Work to complete = Produce a perfect copy of the listing, matching each line.

Material provided =
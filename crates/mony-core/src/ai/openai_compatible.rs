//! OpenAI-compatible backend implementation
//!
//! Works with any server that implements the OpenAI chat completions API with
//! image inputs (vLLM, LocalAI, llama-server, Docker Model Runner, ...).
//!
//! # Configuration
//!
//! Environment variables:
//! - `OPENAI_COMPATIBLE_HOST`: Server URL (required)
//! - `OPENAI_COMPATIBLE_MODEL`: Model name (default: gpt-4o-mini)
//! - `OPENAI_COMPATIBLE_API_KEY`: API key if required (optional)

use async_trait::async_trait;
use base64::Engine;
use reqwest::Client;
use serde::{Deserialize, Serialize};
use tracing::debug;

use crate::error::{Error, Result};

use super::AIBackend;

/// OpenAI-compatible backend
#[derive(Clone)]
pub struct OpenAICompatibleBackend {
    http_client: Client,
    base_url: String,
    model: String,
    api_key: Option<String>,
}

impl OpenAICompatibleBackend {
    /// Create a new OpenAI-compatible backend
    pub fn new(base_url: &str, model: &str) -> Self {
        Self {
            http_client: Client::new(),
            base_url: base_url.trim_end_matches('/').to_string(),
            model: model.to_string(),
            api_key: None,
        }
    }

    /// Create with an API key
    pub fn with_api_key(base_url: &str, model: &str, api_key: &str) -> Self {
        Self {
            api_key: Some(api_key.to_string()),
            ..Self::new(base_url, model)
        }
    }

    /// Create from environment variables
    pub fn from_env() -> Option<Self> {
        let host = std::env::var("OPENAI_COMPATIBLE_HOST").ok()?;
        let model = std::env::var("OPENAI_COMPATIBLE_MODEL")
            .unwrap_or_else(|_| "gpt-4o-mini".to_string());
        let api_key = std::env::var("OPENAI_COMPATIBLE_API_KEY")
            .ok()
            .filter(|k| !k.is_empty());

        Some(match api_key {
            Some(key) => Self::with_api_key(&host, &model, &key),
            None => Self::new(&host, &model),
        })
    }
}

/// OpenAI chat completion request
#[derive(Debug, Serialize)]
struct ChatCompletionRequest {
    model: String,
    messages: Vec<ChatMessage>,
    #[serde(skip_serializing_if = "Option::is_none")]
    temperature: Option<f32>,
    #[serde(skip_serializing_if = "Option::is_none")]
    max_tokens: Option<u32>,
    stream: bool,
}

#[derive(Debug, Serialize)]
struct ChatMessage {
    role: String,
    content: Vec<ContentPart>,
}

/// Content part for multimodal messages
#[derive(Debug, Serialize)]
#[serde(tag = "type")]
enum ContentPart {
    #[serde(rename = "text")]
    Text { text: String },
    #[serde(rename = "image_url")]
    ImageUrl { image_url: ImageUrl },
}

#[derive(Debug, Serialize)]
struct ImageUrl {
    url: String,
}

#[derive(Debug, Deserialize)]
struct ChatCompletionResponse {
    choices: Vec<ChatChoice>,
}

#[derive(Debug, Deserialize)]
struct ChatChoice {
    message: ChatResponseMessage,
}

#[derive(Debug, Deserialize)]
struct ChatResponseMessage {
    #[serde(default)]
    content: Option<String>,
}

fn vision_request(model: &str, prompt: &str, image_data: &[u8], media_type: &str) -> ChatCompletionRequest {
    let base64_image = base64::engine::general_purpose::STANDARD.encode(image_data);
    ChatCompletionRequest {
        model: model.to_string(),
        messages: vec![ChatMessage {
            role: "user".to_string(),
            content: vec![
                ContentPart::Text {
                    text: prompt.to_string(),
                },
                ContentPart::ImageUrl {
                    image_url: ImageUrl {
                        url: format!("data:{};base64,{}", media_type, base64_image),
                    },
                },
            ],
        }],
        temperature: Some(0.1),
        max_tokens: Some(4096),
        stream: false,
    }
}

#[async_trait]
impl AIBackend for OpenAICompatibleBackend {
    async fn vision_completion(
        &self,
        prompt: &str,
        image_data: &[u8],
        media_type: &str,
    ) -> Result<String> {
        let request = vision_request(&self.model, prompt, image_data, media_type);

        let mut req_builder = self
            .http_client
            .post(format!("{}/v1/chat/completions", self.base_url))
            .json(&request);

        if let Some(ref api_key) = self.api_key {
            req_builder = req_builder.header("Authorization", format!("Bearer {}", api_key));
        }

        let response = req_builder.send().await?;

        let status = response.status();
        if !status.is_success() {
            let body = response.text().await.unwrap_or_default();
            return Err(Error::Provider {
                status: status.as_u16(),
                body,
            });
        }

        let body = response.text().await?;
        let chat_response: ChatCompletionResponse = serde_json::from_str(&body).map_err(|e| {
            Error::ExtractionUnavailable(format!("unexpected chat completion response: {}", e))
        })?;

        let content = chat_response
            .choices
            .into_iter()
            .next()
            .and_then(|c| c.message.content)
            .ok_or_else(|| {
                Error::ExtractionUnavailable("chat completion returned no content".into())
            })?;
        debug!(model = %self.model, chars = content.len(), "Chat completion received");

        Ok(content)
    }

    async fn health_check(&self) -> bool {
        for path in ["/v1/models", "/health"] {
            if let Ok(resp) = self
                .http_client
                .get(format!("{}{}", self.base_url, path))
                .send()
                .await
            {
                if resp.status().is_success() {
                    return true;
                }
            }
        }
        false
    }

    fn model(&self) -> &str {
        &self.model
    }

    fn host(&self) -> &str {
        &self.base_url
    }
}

Reply to the exercise =
filename crates/mony-core/src/ai/openai_compatible.rs
//! OpenAI-compatible backend implementation
//!
//! Works with any server that implements the OpenAI chat completions API with
//! image inputs (vLLM, LocalAI, llama-server, Docker Model Runner, ...).
//!
//! # Configuration
//!
//! Environment variables:
//! - `OPENAI_COMPATIBLE_HOST`: Server URL (required)
//! - `OPENAI_COMPATIBLE_MODEL`: Model name (default: gpt-4o-mini)
//! - `OPENAI_COMPATIBLE_API_KEY`: API key if required (optional)

use async_trait::async_trait;
use base64::Engine;
use reqwest::Client;
use serde::{Deserialize, Serialize};
use tracing::debug;

use crate::error::{Error, Result};

use super::AIBackend;

/// OpenAI-compatible backend
#[derive(Clone)]
pub struct OpenAICompatibleBackend {
    http_client: Client,
    base_url: String,
    model: String,
    api_key: Option<String>,
}

impl OpenAICompatibleBackend {
    /// Create a new OpenAI-compatible backend
    pub fn new(base_url: &str, model: &str) -> Self {
        Self {
            http_client: Client::new(),
            base_url: base_url.trim_end_matches('/').to_string(),
            model: model.to_string(),
            api_key: None,
        }
    }

    /// Create with an API key
    pub fn with_api_key(base_url: &str, model: &str, api_key: &str) -> Self {
        Self {
            api_key: Some(api_key.to_string()),
            ..Self::new(base_url, model)
        }
    }

    /// Create from environment variables
    pub fn from_env() -> Option<Self> {
        let host = std::env::var("OPENAI_COMPATIBLE_HOST").ok()?;
        let model = std::env::var("OPENAI_COMPATIBLE_MODEL")
            .unwrap_or_else(|_| "gpt-4o-mini".to_string());
        let api_key = std::env::var("OPENAI_COMPATIBLE_API_KEY")
            .ok()
            .filter(|k| !k.is_empty());

        Some(match api_key {
            Some(key) => Self::with_api_key(&host, &model, &key),
            None => Self::new(&host, &model),
        })
    }
}

/// OpenAI chat completion request
#[derive(Debug, Serialize)]
struct ChatCompletionRequest {
    model: String,
    messages: Vec<ChatMessage>,
    #[serde(skip_serializing_if = "Option::is_none")]
    temperature: Option<f32>,
    #[serde(skip_serializing_if = "Option::is_none")]
    max_tokens: Option<u32>,
    stream: bool,
}

#[derive(Debug, Serialize)]
struct ChatMessage {
    role: String,
    content: Vec<ContentPart>,
}

/// Content part for multimodal messages
#[derive(Debug, Serialize)]
#[serde(tag = "type")]
enum ContentPart {
    #[serde(rename = "text")]
    Text { text: String },
    #[serde(rename = "image_url")]
    ImageUrl { image_url: ImageUrl },
}

#[derive(Debug, Serialize)]
struct ImageUrl {
    url: String,
}

#[derive(Debug, Deserialize)]
struct ChatCompletionResponse {
    choices: Vec<ChatChoice>,
}

#[derive(Debug, Deserialize)]
struct ChatChoice {
    message: ChatResponseMessage,
}

#[derive(Debug, Deserialize)]
struct ChatResponseMessage {
    #[serde(default)]
    content: Option<String>,
}

fn vision_request(model: &str, prompt: &str, image_data: &[u8], media_type: &str) -> ChatCompletionRequest {
    let base64_image = base64::engine::general_purpose::STANDARD.encode(image_data);
    ChatCompletionRequest {
        model: model.to_string(),
        messages: vec![ChatMessage {
            role: "user".to_string(),
            content: vec![
                ContentPart::Text {
                    text: prompt.to_string(),
                },
                ContentPart::ImageUrl {
                    image_url: ImageUrl {
                        url: format!("data:{};base64,{}", media_type, base64_image),
                    },
                },
            ],
        }],
        temperature: Some(0.1),
        max_tokens: Some(4096),
        stream: false,
    }
}

#[async_trait]
impl AIBackend for OpenAICompatibleBackend {
    async fn vision_completion(
        &self,
        prompt: &str,
        image_data: &[u8],
        media_type: &str,
    ) -> Result<String> {
        let request = vision_request(&self.model, prompt, image_data, media_type);

        let mut req_builder = self
            .http_client
            .post(format!("{}/v1/chat/completions", self.base_url))
            .json(&request);

        if let Some(ref api_key) = self.api_key {
            req_builder = req_builder.header("Authorization", format!("Bearer {}", api_key));
        }

        let response = req_builder.send().await?;

        let status = response.status();
        if !status.is_success() {
            let body = response.text().await.unwrap_or_default();
            return Err(Error::Provider {
                status: status.as_u16(),
                body,
            });
        }

        let body = response.text().await?;
        let chat_response: ChatCompletionResponse = serde_json::from_str(&body).map_err(|e| {
            Error::ExtractionUnavailable(format!("unexpected chat completion response: {}", e))
        })?;

        let content = chat_response
            .choices
            .into_iter()
            .next()
            .and_then(|c| c.message.content)
            .ok_or_else(|| {
                Error::ExtractionUnavailable("chat completion returned no content".into())
            })?;
        debug!(model = %self.model, chars = content.len(), "Chat completion received");

        Ok(content)
    }

    async fn health_check(&self) -> bool {
        for path in ["/v1/models", "/health"] {
            if let Ok(resp) = self
                .http_client
                .get(format!("{}{}", self.base_url, path))
                .send()
                .await
            {
                if resp.status().is_success() {
                    return true;
                }
            }
        }
        false
    }

    fn model(&self) -> &str {
        &self.model
    }

    fn host(&self) -> &str {
        &self.base_url
    }
}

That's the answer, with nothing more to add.